As our understanding of the genetic architecture of pesticide resistance and governing selective processes deepens, a key question will be how consistently such alleles are involved across geographic scales. This question is addressed by Hartmann et al. (2020), who investigated the architecture of azole fungicide in a key wheat pathogen,Zymoseptoria tritici across three continents. They uncovered a suite of azole resistance-related loci across the genome including a novel large-effect gene, DHHC palmitoyl transferase.
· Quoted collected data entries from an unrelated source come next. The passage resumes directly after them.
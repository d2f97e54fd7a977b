use lens_frontend::parser::Access;
use lens_frontend::SourceRange;
use lens_model::{EdgeKind, EdgeTarget, ItemRef, ProgramModel};
use serde::{Deserialize, Serialize};
use std::collections::BTreeMap;
use std::sync::Arc;

/// What an indexed name denotes
#[derive(Debug, Clone, Copy, PartialEq, Eq, PartialOrd, Ord, Hash, Serialize, Deserialize)]
#[serde(rename_all = "snake_case")]
pub enum SymbolKind {
    Data,
    Condition,
    File,
    Procedure,
    Program,
}

/// How an occurrence uses the name
#[derive(Debug, Clone, Copy, PartialEq, Eq, PartialOrd, Ord, Hash, Serialize, Deserialize)]
#[serde(rename_all = "snake_case")]
pub enum Role {
    Definition,
    Read,
    Write,
    ReadWrite,
    Perform,
    GoTo,
    Call,
    /// REDEFINES, OCCURS DEPENDING ON, RENAMES, FILE STATUS, USING / RETURNING
    Clause,
}

impl Role {
    #[must_use]
    pub const fn as_str(self) -> &'static str {
        match self {
            Self::Definition => "definition",
            Self::Read => "read",
            Self::Write => "write",
            Self::ReadWrite => "read_write",
            Self::Perform => "perform",
            Self::GoTo => "goto",
            Self::Call => "call",
            Self::Clause => "clause",
        }
    }
}

impl From<Access> for Role {
    fn from(access: Access) -> Self {
        match access {
            Access::Read => Self::Read,
            Access::Write => Self::Write,
            Access::ReadWrite => Self::ReadWrite,
        }
    }
}

/// One place a name is written
#[derive(Debug, Clone, PartialEq, Eq, Serialize, Deserialize)]
pub struct Occurrence {
    /// Spelling found in the source
    pub text: String,
    pub kind: SymbolKind,
    pub role: Role,
    pub range: SourceRange,
    /// Key of the procedure the occurrence sits in
    pub procedure: Option<String>,
}

/// A unit's contribution to the corpus index.
///
/// `terms` maps upper-cased names to their occurrences in source order; `outgoing` and
/// `incoming` map procedure keys to positions in the model's edge list. Built purely
/// from one [`ProgramModel`], so rebuilding the same model yields the same value.
#[derive(Debug, Clone, PartialEq, Eq, Serialize, Deserialize)]
pub struct UnitIndex {
    pub unit_id: Arc<str>,
    pub content_hash: String,
    terms: BTreeMap<String, Vec<Occurrence>>,
    outgoing: BTreeMap<String, Vec<usize>>,
    incoming: BTreeMap<String, Vec<usize>>,
}

impl UnitIndex {
    pub fn build(model: &ProgramModel) -> Self {
        let mut collector = Collector::new(model);

        if let Some(program) = model.tree.program_id() {
            collector.push(
                program.text.clone(),
                SymbolKind::Program,
                Role::Definition,
                &program.range,
                None,
            );
        }

        for item in &model.items {
            let kind = if item.is_condition() {
                SymbolKind::Condition
            } else {
                SymbolKind::Data
            };
            if let Some(name) = &item.name {
                collector.push(name.clone(), kind, Role::Definition, item.definition_range(), None);
            }
            if let Some(target) = &item.redefines {
                collector.item_ref(target, Role::Clause, None);
            }
            if let Some(counter) = item.occurs.as_ref().and_then(|o| o.depending_on.as_ref()) {
                collector.item_ref(counter, Role::Clause, None);
            }
            if let Some(renames) = &item.renames {
                collector.item_ref(&renames.from, Role::Clause, None);
                if let Some(thru) = &renames.thru {
                    collector.item_ref(thru, Role::Clause, None);
                }
            }
        }

        for file in &model.files {
            collector.push(file.name.clone(), SymbolKind::File, Role::Definition, &file.range, None);
            if let Some(status) = &file.status {
                collector.item_ref(status, Role::Clause, None);
            }
        }

        if let Some(procedure) = &model.tree.procedure {
            let parameters = procedure.using.iter().chain(procedure.returning.iter());
            for data_ref in parameters {
                let item = model.resolve_item(&data_ref.name, &data_ref.qualifiers);
                let kind = collector.data_kind(&item);
                collector.push(data_ref.name.clone(), kind, Role::Clause, &data_ref.range, None);
            }
        }

        for node in &model.procedures {
            if let Some(name) = &node.name {
                collector.push(
                    name.clone(),
                    SymbolKind::Procedure,
                    Role::Definition,
                    node.definition_range(),
                    Some(&node.key),
                );
            }
            for access in &node.accesses {
                collector.item_ref(&access.item, access.access.into(), Some(&node.key));
            }
        }

        let mut outgoing: BTreeMap<String, Vec<usize>> = BTreeMap::new();
        let mut incoming: BTreeMap<String, Vec<usize>> = BTreeMap::new();
        for (position, edge) in model.edges.iter().enumerate() {
            outgoing.entry(edge.from.clone()).or_default().push(position);
            let targets = std::iter::once(&edge.target).chain(edge.thru.iter());
            for key in targets.filter_map(EdgeTarget::resolved_key) {
                let slot = incoming.entry(key.to_string()).or_default();
                if slot.last() != Some(&position) {
                    slot.push(position);
                }
            }

            let role = match edge.kind {
                EdgeKind::Perform => Role::Perform,
                EdgeKind::GoTo => Role::GoTo,
                EdgeKind::Call => Role::Call,
                EdgeKind::Contains => continue,
            };
            match &edge.target {
                EdgeTarget::External { program } => {
                    collector.push(program.clone(), SymbolKind::Program, role, &edge.range, Some(&edge.from));
                }
                EdgeTarget::Dynamic { data_name } => {
                    let item = model.resolve_item(data_name, &[]);
                    let kind = collector.data_kind(&item);
                    collector.push(data_name.clone(), kind, Role::Read, &edge.range, Some(&edge.from));
                }
                target => {
                    let text = collector.written(&edge.range, target);
                    collector.push(text, SymbolKind::Procedure, role, &edge.range, Some(&edge.from));
                }
            }
            if let (Some(thru), Some(range)) = (&edge.thru, &edge.thru_range) {
                let text = collector.written(range, thru);
                collector.push(text, SymbolKind::Procedure, role, range, Some(&edge.from));
            }
        }

        let mut terms = collector.terms;
        for occurrences in terms.values_mut() {
            occurrences.sort_by(|a, b| {
                (a.range.line, a.range.start_col, a.role).cmp(&(b.range.line, b.range.start_col, b.role))
            });
            occurrences.dedup_by(|a, b| a.range == b.range && a.role == b.role);
        }

        log::debug!(
            "Indexed {}: {} terms, {} procedures with edges",
            model.unit_id,
            terms.len(),
            outgoing.len()
        );

        Self {
            unit_id: model.unit_id.clone(),
            content_hash: model.content_hash.clone(),
            terms,
            outgoing,
            incoming,
        }
    }

    /// Occurrences of exactly `name` (case-insensitive)
    #[must_use]
    pub fn exact(&self, name: &str) -> &[Occurrence] {
        self.terms
            .get(&name.to_ascii_uppercase())
            .map(Vec::as_slice)
            .unwrap_or_default()
    }

    /// Terms starting with `prefix`, in term order
    pub fn with_prefix<'a>(&'a self, prefix: &str) -> impl Iterator<Item = (&'a str, &'a [Occurrence])> + 'a {
        let prefix = prefix.to_ascii_uppercase();
        self.terms
            .range(prefix.clone()..)
            .take_while(move |(term, _)| term.starts_with(&prefix))
            .map(|(term, occurrences)| (term.as_str(), occurrences.as_slice()))
    }

    /// Terms containing `fragment` anywhere, in term order
    pub fn containing<'a>(&'a self, fragment: &str) -> impl Iterator<Item = (&'a str, &'a [Occurrence])> + 'a {
        let fragment = fragment.to_ascii_uppercase();
        self.terms
            .iter()
            .filter(move |(term, _)| term.contains(&fragment))
            .map(|(term, occurrences)| (term.as_str(), occurrences.as_slice()))
    }

    pub fn terms(&self) -> impl Iterator<Item = &str> {
        self.terms.keys().map(String::as_str)
    }

    #[must_use]
    pub fn term_count(&self) -> usize {
        self.terms.len()
    }

    #[must_use]
    pub fn occurrence_count(&self) -> usize {
        self.terms.values().map(Vec::len).sum()
    }

    /// Positions in the model's edge list leaving `key`
    #[must_use]
    pub fn outgoing(&self, key: &str) -> &[usize] {
        self.outgoing.get(key).map(Vec::as_slice).unwrap_or_default()
    }

    /// Positions in the model's edge list whose target (or THRU end) is `key`
    #[must_use]
    pub fn incoming(&self, key: &str) -> &[usize] {
        self.incoming.get(key).map(Vec::as_slice).unwrap_or_default()
    }
}

struct Collector<'m> {
    model: &'m ProgramModel,
    terms: BTreeMap<String, Vec<Occurrence>>,
}

impl<'m> Collector<'m> {
    fn new(model: &'m ProgramModel) -> Self {
        Self {
            model,
            terms: BTreeMap::new(),
        }
    }

    fn push(&mut self, text: String, kind: SymbolKind, role: Role, range: &SourceRange, procedure: Option<&String>) {
        if text.is_empty() {
            return;
        }
        self.terms
            .entry(text.to_ascii_uppercase())
            .or_default()
            .push(Occurrence {
                text,
                kind,
                role,
                range: range.clone(),
                procedure: procedure.cloned(),
            });
    }

    fn item_ref(&mut self, item: &ItemRef, role: Role, procedure: Option<&String>) {
        let kind = self.data_kind(&item.resolved);
        self.push(item.name.clone(), kind, role, &item.range, procedure);
    }

    /// Condition when every candidate is a level 88
    fn data_kind(&self, resolved: &[u32]) -> SymbolKind {
        let all_conditions = !resolved.is_empty()
            && resolved
                .iter()
                .all(|id| self.model.item(*id).is_some_and(|item| item.is_condition()));
        if all_conditions {
            SymbolKind::Condition
        } else {
            SymbolKind::Data
        }
    }

    /// The procedure name as written at `range`, falling back to the target's label
    fn written(&self, range: &SourceRange, target: &EdgeTarget) -> String {
        let text = self.model.source.slice(range);
        if text.trim().is_empty() {
            let label = target.label();
            label.rsplit("::").next().unwrap_or(label).to_string()
        } else {
            text.trim().to_string()
        }
    }
}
Along with key alleles conferring resistance to three other chemical classes of fungicides, the authors find evidence that the genomic architecture of fungicide resistance is largely distinct across continents, with the exception of large-effect genes that act as hotspots for convergence. Overall, this collection of work characterizing the genetic architecture of pesticide resistance uncovers remarkable complexity in monogenic and polygenic contributions and the processes that govern their assemblage across genomes, from background- and population-specific constraints to the potential for pleiotropic tradeoffs.